Syntax: Multi Something
As I have already explained, I am doing a lot of work with NHibernate's MultiCriteria and MutliQuery. There are very powerful, but they are also mean that I am working at a level that has a lot of power, but a bit of a complex syntax. I want to improve that, but I am not sure what the best way to do it. Anything here is blog-code, meaning that I didn't even verified that it has valid syntax. It is just some ideas about how this can go, I am looking for feedback.
The idea here is to have a better way to use NHQG expressions, and to remove the need to manually correlate between the index of the added query and the index in the result set.
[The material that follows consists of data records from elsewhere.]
use crate::config::BrokerConfig;
use crate::envelope::{
    CommitMessageResponse, Envelope, ErrorResponse, GetMessageResponse, GetPartitionsResponse,
    KnockResponse, Params, PutMessageResponse, SetOffsetResponse, Status, WireFormat,
};
use crate::error::BrokerError;
use crate::groups::coordinator::GroupCoordinator;
use crate::partitioning;
use crate::partitions::cache::PartitionCache;
use crate::partitions::partition::PartitionItem;
use crate::streams::registry::StreamRegistry;
use crate::timestamp;
use rand::Rng;
use serde::Serialize;
use serde_bytes::ByteBuf;
use std::sync::Arc;
use tracing::{debug, info, warn};

/// The broker engine: streams of durable partitions, receiver-group
/// coordination and the method dispatcher the transport calls into.
pub struct Broker {
    config: Arc<BrokerConfig>,
    registry: StreamRegistry,
    partitions: PartitionCache,
    coordinator: GroupCoordinator,
}

impl Broker {
    pub fn new(config: BrokerConfig) -> Broker {
        let config = Arc::new(config);
        Broker {
            registry: StreamRegistry::new(config.clone()),
            partitions: PartitionCache::new(config.clone()),
            coordinator: GroupCoordinator::new(config.global.receiver_timeout),
            config,
        }
    }

    pub fn config(&self) -> &BrokerConfig {
        &self.config
    }

    /// Decodes an envelope, dispatches the method and encodes the response
    /// with the same wire format the request used.
    ///
    /// Operational failures are reported in-band with an ERROR status. An
    /// `Err` return means the transport should answer with a protocol-level
    /// failure instead: 400 for `BadRequest`, 500 for anything else.
    pub async fn handle(&self, bytes: &[u8]) -> Result<Vec<u8>, BrokerError> {
        let format = WireFormat::detect(bytes);
        let envelope: Envelope = format.decode(bytes)?;
        let params = envelope
            .params
            .ok_or_else(|| BrokerError::BadRequest("missing params".to_string()))?;

        match envelope.method.as_str() {
            "knock" => {
                let response = self
                    .knock(params.receiver_group()?, params.receiver()?)
                    .await;
                format.encode(&response)
            }
            "put_message" => {
                let result = self
                    .put_message(
                        params.stream()?,
                        params.value()?.to_vec(),
                        params.key.as_deref(),
                        params.partition,
                    )
                    .await;
                respond(format, &params, result)
            }
            "get_message" => {
                let result = self
                    .get_message(
                        params.stream()?,
                        params.receiver_group()?,
                        params.receiver()?,
                        params.index,
                    )
                    .await;
                respond(format, &params, result)
            }
            "get_partitions" => {
                let result = self
                    .get_partitions(
                        params.stream()?,
                        params.receiver_group()?,
                        params.receiver()?,
                    )
                    .await;
                respond(format, &params, result)
            }
            "commit_message" => {
                let result = self
                    .commit_message(
                        params.stream()?,
                        params.partition()?,
                        params.index()?,
                        params.receiver_group()?,
                    )
                    .await;
                respond(format, &params, result)
            }
            "set_offset" => {
                let result = self
                    .set_offset(
                        params.stream()?,
                        params.partition()?,
                        params.index()?,
                        params.receiver_group()?,
                    )
                    .await;
                respond(format, &params, result)
            }
            method => Err(BrokerError::BadRequest(format!(
                "unknown method: {method}"
            ))),
        }
    }

    /// Registers a liveness heartbeat for the receiver.
    pub async fn knock(&self, receiver_group: &str, receiver: &str) -> KnockResponse {
        self.coordinator.knock(receiver_group, receiver).await;
        info!("{receiver_group}/{receiver} is knocking");
        KnockResponse {
            receiver_group: receiver_group.to_string(),
            receiver: receiver.to_string(),
            status: Status::Ok,
        }
    }

    /// Appends a message to the stream. An explicit partition must exist;
    /// without one the partition is derived from the key, or picked at
    /// random.
    pub async fn put_message(
        &self,
        stream: &str,
        value: Vec<u8>,
        key: Option<&str>,
        partition: Option<u32>,
    ) -> Result<PutMessageResponse, BrokerError> {
        let numbers = self.registry.partition_numbers(stream).await?;
        let number = match partition {
            Some(number) => {
                if !numbers.contains(&number) {
                    return Err(BrokerError::PartitionNotFound {
                        stream: stream.to_string(),
                        partition: number,
                    });
                }
                number
            }
            None => partitioning::pick_partition(&numbers, key)?,
        };

        let timestamp = timestamp::timestamp_ms();
        let item = PartitionItem { value, timestamp };
        let partition = self.partitions.get(stream, number).await?;
        let index = partition.append(&item).await?;
        debug!("appended message {index} to {stream}/{number}");

        Ok(PutMessageResponse {
            stream: stream.to_string(),
            partition: number,
            index,
            timestamp,
            status: Status::Ok,
        })
    }

    /// Polls the receiver's assigned partitions in uniformly random order
    /// until one yields a message. An empty assignment means every partition
    /// is covered by other receivers of the group; exhausting the assignment
    /// without a hit is the end of the stream for now.
    pub async fn get_message(
        &self,
        stream: &str,
        receiver_group: &str,
        receiver: &str,
        index: Option<u64>,
    ) -> Result<GetMessageResponse, BrokerError> {
        self.coordinator.knock(receiver_group, receiver).await;
        let mut remaining = self
            .coordinator
            .assignment(stream, receiver_group, receiver)
            .await;

        if remaining.is_empty() {
            return Ok(empty_get_response(
                stream,
                receiver_group,
                receiver,
                remaining,
                Status::AllPartitionsAssigned,
            ));
        }

        while !remaining.is_empty() {
            let position = rand::thread_rng().gen_range(0..remaining.len());
            let number = remaining.remove(position);
            let partition = self.partitions.get(stream, number).await?;
            let Some(message) = partition.get(receiver_group, index).await? else {
                continue;
            };
            return Ok(GetMessageResponse {
                stream: stream.to_string(),
                receiver_group: receiver_group.to_string(),
                receiver: receiver.to_string(),
                partition: Some(number),
                index: Some(message.index),
                value: Some(ByteBuf::from(message.value)),
                timestamp: Some(message.timestamp),
                assigned_partitions: remaining,
                status: Status::Ok,
            });
        }

        Ok(empty_get_response(
            stream,
            receiver_group,
            receiver,
            remaining,
            Status::EndOfStream,
        ))
    }

    /// Returns the receiver's current assignment, refreshing its liveness.
    pub async fn get_partitions(
        &self,
        stream: &str,
        receiver_group: &str,
        receiver: &str,
    ) -> Result<GetPartitionsResponse, BrokerError> {
        self.coordinator.knock(receiver_group, receiver).await;
        let assigned_partitions = self
            .coordinator
            .assignment(stream, receiver_group, receiver)
            .await;
        Ok(GetPartitionsResponse {
            stream: stream.to_string(),
            receiver_group: receiver_group.to_string(),
            receiver: receiver.to_string(),
            assigned_partitions,
        })
    }

    /// Acknowledges a message for the group; only the index right after the
    /// group's committed offset is accepted.
    pub async fn commit_message(
        &self,
        stream: &str,
        partition: u32,
        index: u64,
        receiver_group: &str,
    ) -> Result<CommitMessageResponse, BrokerError> {
        let partition = self.partitions.get(stream, partition).await?;
        partition.commit(index, receiver_group).await?;
        Ok(CommitMessageResponse {
            stream: stream.to_string(),
            receiver_group: receiver_group.to_string(),
            status: Status::Ok,
        })
    }

    /// Moves the group's offset on one partition, clamped to its head.
    pub async fn set_offset(
        &self,
        stream: &str,
        partition: u32,
        index: u64,
        receiver_group: &str,
    ) -> Result<SetOffsetResponse, BrokerError> {
        let handle = self.partitions.get(stream, partition).await?;
        handle.set_offset(receiver_group, index).await?;
        Ok(SetOffsetResponse {
            stream: stream.to_string(),
            partition,
            index,
            receiver_group: receiver_group.to_string(),
            status: Status::Ok,
        })
    }

    /// Reassigns partitions to live receivers; driven by the rebalance loop.
    pub async fn rebalance(&self) -> Result<(), BrokerError> {
        self.coordinator.rebalance(&self.registry).await
    }

    /// Prunes every on-disk partition by its stream's retention; driven by
    /// the prune loop.
    pub async fn prune_all(&self) -> Result<(), BrokerError> {
        for stream in self.registry.stream_names().await? {
            let ttl = self.config.ttl_for(&stream);
            if ttl == 0 {
                debug!("pruning disabled for stream {stream}");
                continue;
            }
            for number in self.registry.on_disk_partition_numbers(&stream).await? {
                info!("pruning stream {stream} ({number})");
                let partition = self.partitions.get(&stream, number).await?;
                let pruned = partition.prune(ttl).await?;
                if pruned > 0 {
                    info!("pruned {pruned} messages from {stream}/{number}");
                }
            }
        }
        Ok(())
    }
}

fn respond<T: Serialize>(
    format: WireFormat,
    params: &Params,
    result: Result<T, BrokerError>,
) -> Result<Vec<u8>, BrokerError> {
    match result {
        Ok(response) => format.encode(&response),
        Err(error) if error.is_operational() => {
            warn!("operation failed: {error}");
            format.encode(&ErrorResponse {
                stream: params.stream.clone(),
                receiver_group: params.receiver_group.clone(),
                error: error.to_string(),
                status: Status::Error,
            })
        }
        Err(error) => Err(error),
    }
}

fn empty_get_response(
    stream: &str,
    receiver_group: &str,
    receiver: &str,
    assigned_partitions: Vec<u32>,
    status: Status,
) -> GetMessageResponse {
    GetMessageResponse {
        stream: stream.to_string(),
        receiver_group: receiver_group.to_string(),
        receiver: receiver.to_string(),
        partition: None,
        index: None,
        value: None,
        timestamp: None,
        assigned_partitions,
        status,
    }
}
It should also give you better syntax for queries that return a unique result.
new CriteriaQueryBatch() .Add(Where.Post.User.Name == "Ayende", OrderBy.Post.PublishedDate.Desc) .Paging(0, 10) .OnRead(delegate(ICollection<Post> posts) { PropertyBag["posts"] = posts; }) .Add(Where.Post.User.Name == "Ayende") .Count() .OnRead(delegate(int count) { PropertyBag["countOfPosts"] = count; }) .Execute();
Waiting for you thoughts...
Comments
I really like the fact that you get rid of the explicit indexing.
Well, I have to say...the syntax you have proposed is actually quite to my liking :)
I have just written a way too long blog post (as usual) that has some relevance to multi querying.
http://www.matshelander.com/wordpress/?p=50
If anyone with experience in this type of thing could tell me why my thinking is wrong it would be hugely appreciated, since this is something I have been struggling with for years...
/Mats
pretty cool syntax, but it would be even cooler if you could do it like this:
ICollection<Post> posts;
int count;
new CriteriaQueryBatch()
.Add(Where.Post.User.Name == "Ayende", OrderBy.Post.PublishedDate.Desc)
.Paging(0, 10)
.StoreIn(ref posts)
.Add(Where.Post.User.Name == "Ayende")
.Count()
.StoreIn(ref count)
.Execute();
not sure if it's actually possible though
@ Ayende,
Pulling the meat from my blog post...do you know if NHibernate suffers from the same problem, that if I do:
Select * From Customer Where Id = 42;
Select * From Order Where Customer.Id = 42;
Select * From OrderLine Where Order.Customer.Id = 42;
(I'm using NPath syntax since I'm not familiar enough with HQL, but I'm hoping you'll see what the statements mean)
...then this will not prevent lazy loading to occur when I access the customer.Orders property and the order.OrderLines properties?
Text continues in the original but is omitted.